Depression is a complicated but treatable disorder. Many people, of all ages and in all walks of life, can suffer it, causing pain not only in people diagnosed with the disease, but also affects those around them.
Sometimes, when a friend or family member is depressed, different emotions are hard to bear, such as helplessness, frustration, anger, fear, guilt, sadness, etc. These feelings are normal and feeling them doesn’t mean we can’t or can’t help our friend or family member. So if we want to add up and really provide effective help, it’s not good that we don’t take care of ourselves.
- At first.
- To help someone overcome depression.
- We need to learn how depression works and how and how we should treat it.
- Not to mention our own mental health; this is essential to maintain effective care over time and not overpay for our help.
Keep in mind that depression is a serious disease that requires care and professional treatment, your role, if you want to help a person who suffers from depression, is not to cure them, but to support them so that they can overcome their condition.
Sometimes it’s hard to know what to say when you’re with someone with the disease, in any case it’s more important to listen than to give advice, just talking to someone can be helpful. their feelings and being willing to listen to them without judging them will probably be very good for them. Listening, we tell the person that we are open and willing, that it is their version of the story that we care about.
Depressed people tend to isolate themselves from others and even be cautious; Therefore, you will need to continually renew your disposition statements if you would like to be spoken to. To start a conversation, you can start by telling her that you are worried or that you have noticed that she has changed and that you would like but remember that this is a way to start a conversation that should be conducted very tactfully, because we don’t want the depressed person to feel guilty about worrying.

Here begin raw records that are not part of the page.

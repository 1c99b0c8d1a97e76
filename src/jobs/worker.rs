use async_trait::async_trait;
use std::path::PathBuf;
use std::sync::Arc;
use tokio::sync::{mpsc, Semaphore};
use tracing::Instrument;

use super::{JobCompletion, JobId, JobRepository, JobStatus};
use crate::error::{DublineError, Result};
use crate::notify::Notifier;
use crate::pipeline::{DubRequest, Pipeline, Stage, StageListener};
use crate::summarize::Summarizer;
use crate::workspace::RunWorkspace;

#[derive(Debug, Clone)]
pub enum JobPayload {
    Dub {
        request: DubRequest,
        email: Option<String>,
    },
    Summarize {
        url: String,
        language: Option<String>,
    },
}

#[derive(Debug, Clone)]
pub struct JobMessage {
    pub job_id: JobId,
    pub payload: JobPayload,
}

/// Mirrors pipeline stages into the job repository
struct RepositoryListener {
    job_id: JobId,
    repository: Arc<dyn JobRepository>,
}

#[async_trait]
impl StageListener for RepositoryListener {
    async fn on_stage(&self, stage: Stage) {
        let Some(status) = JobStatus::from_stage(stage) else {
            return;
        };
        if let Err(e) = self.repository.set_status(self.job_id, status).await {
            tracing::warn!(error = %e, "Failed to record job status");
        }
    }
}

/// Everything a single job needs; cloned into each spawned task
#[derive(Clone)]
pub struct JobRunner {
    pub pipeline: Arc<Pipeline>,
    pub summarizer: Arc<Summarizer>,
    pub repository: Arc<dyn JobRepository>,
    pub notifier: Option<Arc<dyn Notifier>>,
    pub workspace_root: PathBuf,
    pub keep_artifacts: bool,
}

impl JobRunner {
    pub async fn process(&self, msg: JobMessage) {
        let job_id = msg.job_id;
        let result = match msg.payload {
            JobPayload::Dub { request, email } => self.process_dub(job_id, request, email).await,
            JobPayload::Summarize { url, language } => {
                self.process_summary(job_id, url, language).await
            }
        };

        match result {
            Ok(completion) => {
                if let Err(e) = self.repository.complete(job_id, completion).await {
                    tracing::error!(error = %e, "Failed to record job completion");
                } else {
                    tracing::info!("Job completed");
                }
            }
            Err(e) => {
                tracing::error!(kind = e.kind().as_str(), error = %e, "Job failed");
                if let Err(repo_err) = self.repository.fail(job_id, e.kind(), &e.to_string()).await {
                    tracing::error!(error = %repo_err, "Failed to record job failure");
                }
            }
        }
    }

    fn listener(&self, job_id: JobId) -> RepositoryListener {
        RepositoryListener {
            job_id,
            repository: Arc::clone(&self.repository),
        }
    }

    async fn process_dub(
        &self,
        job_id: JobId,
        request: DubRequest,
        email: Option<String>,
    ) -> Result<JobCompletion> {
        let workspace = RunWorkspace::create(&self.workspace_root, job_id.as_uuid()).await?;
        let outcome = match self.pipeline.run(&request, &workspace, &self.listener(job_id)).await {
            Ok(outcome) => outcome,
            Err(e) => {
                self.discard(workspace).await;
                return Err(e);
            }
        };

        let mut warnings = outcome.warnings.clone();
        let mut delivered = false;
        match (email.as_deref(), &self.notifier) {
            (Some(recipient), Some(notifier)) => {
                self.repository.set_status(job_id, JobStatus::Delivering).await?;
                notifier.deliver(recipient, &outcome.deliverables()).await?;
                delivered = true;
            }
            (Some(_), None) => {
                warnings.push("mail delivery is disabled; artifacts kept on disk".to_string());
            }
            (None, _) => {}
        }

        // Without delivery the run directory is the only copy of the results.
        if delivered {
            self.discard(workspace).await;
        }

        Ok(JobCompletion {
            warnings,
            artifacts: outcome.artifacts,
            translated_summary: None,
        })
    }

    async fn process_summary(
        &self,
        job_id: JobId,
        url: String,
        language: Option<String>,
    ) -> Result<JobCompletion> {
        let workspace = RunWorkspace::create(&self.workspace_root, job_id.as_uuid()).await?;
        let result = self
            .summarizer
            .summarize(&url, language.as_deref(), &workspace, &self.listener(job_id))
            .await;
        self.discard(workspace).await;

        Ok(JobCompletion {
            translated_summary: Some(result?),
            ..Default::default()
        })
    }

    async fn discard(&self, workspace: RunWorkspace) {
        if self.keep_artifacts {
            return;
        }
        if let Err(e) = workspace.cleanup().await {
            tracing::warn!(error = %e, "Failed to remove run workspace");
        }
    }
}

/// Drains the job channel, running at most `max_concurrent` jobs at once
pub struct JobWorker {
    receiver: mpsc::Receiver<JobMessage>,
    runner: JobRunner,
    limit: Arc<Semaphore>,
}

impl JobWorker {
    pub fn new(receiver: mpsc::Receiver<JobMessage>, runner: JobRunner, max_concurrent: usize) -> Self {
        Self {
            receiver,
            runner,
            limit: Arc::new(Semaphore::new(max_concurrent.max(1))),
        }
    }

    pub async fn run(mut self) {
        tracing::info!("Job worker started");
        while let Some(msg) = self.receiver.recv().await {
            let permit = match Arc::clone(&self.limit).acquire_owned().await {
                Ok(permit) => permit,
                Err(e) => {
                    tracing::error!(error = %e, "Job limiter closed");
                    break;
                }
            };

            let span = tracing::info_span!("job", job_id = %msg.job_id);
            let runner = self.runner.clone();
            tokio::spawn(
                async move {
                    let _permit = permit;
                    runner.process(msg).await;
                }
                .instrument(span),
            );
        }
        tracing::info!("Job worker stopped: channel closed");
    }
}

/// Submitting side of the job channel
#[derive(Clone)]
pub struct JobQueue {
    sender: mpsc::Sender<JobMessage>,
    repository: Arc<dyn JobRepository>,
}

impl JobQueue {
    pub fn new(sender: mpsc::Sender<JobMessage>, repository: Arc<dyn JobRepository>) -> Self {
        Self { sender, repository }
    }

    /// Bounded channel plus its queue handle
    pub fn channel(capacity: usize, repository: Arc<dyn JobRepository>) -> (Self, mpsc::Receiver<JobMessage>) {
        let (sender, receiver) = mpsc::channel(capacity.max(1));
        (Self::new(sender, repository), receiver)
    }

    pub fn repository(&self) -> &Arc<dyn JobRepository> {
        &self.repository
    }

    /// Claim a queue slot without blocking; fails when the queue is full.
    pub fn reserve(&self) -> Result<QueueSlot<'_>> {
        let permit = self.sender.try_reserve().map_err(|e| match e {
            mpsc::error::TrySendError::Full(_) => DublineError::Queue("job queue is full".to_string()),
            mpsc::error::TrySendError::Closed(_) => DublineError::Queue("job worker is not running".to_string()),
        })?;
        Ok(QueueSlot {
            permit,
            repository: &self.repository,
        })
    }
}

pub struct QueueSlot<'a> {
    permit: mpsc::Permit<'a, JobMessage>,
    repository: &'a Arc<dyn JobRepository>,
}

impl QueueSlot<'_> {
    /// Record the job and hand it to the worker.
    pub async fn submit(self, job: &super::Job, payload: JobPayload) -> Result<JobId> {
        self.repository.create(job).await?;
        self.permit.send(JobMessage {
            job_id: job.id,
            payload,
        });
        Ok(job.id)
    }
}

When she wants to talk (something we have to be willing to do, but not force), you can ask her when she started to feel this, what happened to her to start feeling that, and how you can help her. -there. And most importantly, encourage her to seek professional help if you haven’t already. You have to be very kind to this, because not everyone is willing to do it.
To make her feel supported, tell her that you are with her and that she can count on you, that it is possible to overcome that state, remind her that you care about her, that you love her and that even if you do not understand how she feels or why, you are willing to help her, because the important thing is that she feels good.
There are also phrases that should not be said, so it is essential that we maintain our emotional control, do not say that everything is in your head and that we are all going through this at some point in our lives, let alone trying. to convince her that she’s going to learn something. Don’t try to convince her that her life is beautiful, or try to demand responsibility with questions like, “What about everything that happens to me?”I don’t care?!? It’ll only make the situation worse.
There is a natural need to want to solve the problems of the people we love, but we cannot control the depression of one loved one, so if we do not care for our own emotional state, we cannot help the other. of your health and happiness is critical to helping a depressed person. Therefore, you need to meet your own needs before others, to be useful.
To do this, it’s important that you talk about yourself with each other and don’t suppress your emotions. It is not a question of blaming the other or demanding responsibility; it’s about creating honest communication that helps build a long-term relationship and also makes you more sensitive.
It is also important to put limits so that mental health itself and personal life are not affected, to set clear limits to avoid wear and tear, it is not about being the therapist of the other.
Another important aspect that we cannot forget is to maintain our own life, although it is necessary to make changes in the routine, it is necessary to move forward, each with his own life.
Finally, you should seek emotional support, someone to talk to about how you feel during the process of helping others, without feeling like you’re cheating on the depressed person. We must externalize feelings, never suppress them. To avoid hurting the person we want. we want to help, we also need help.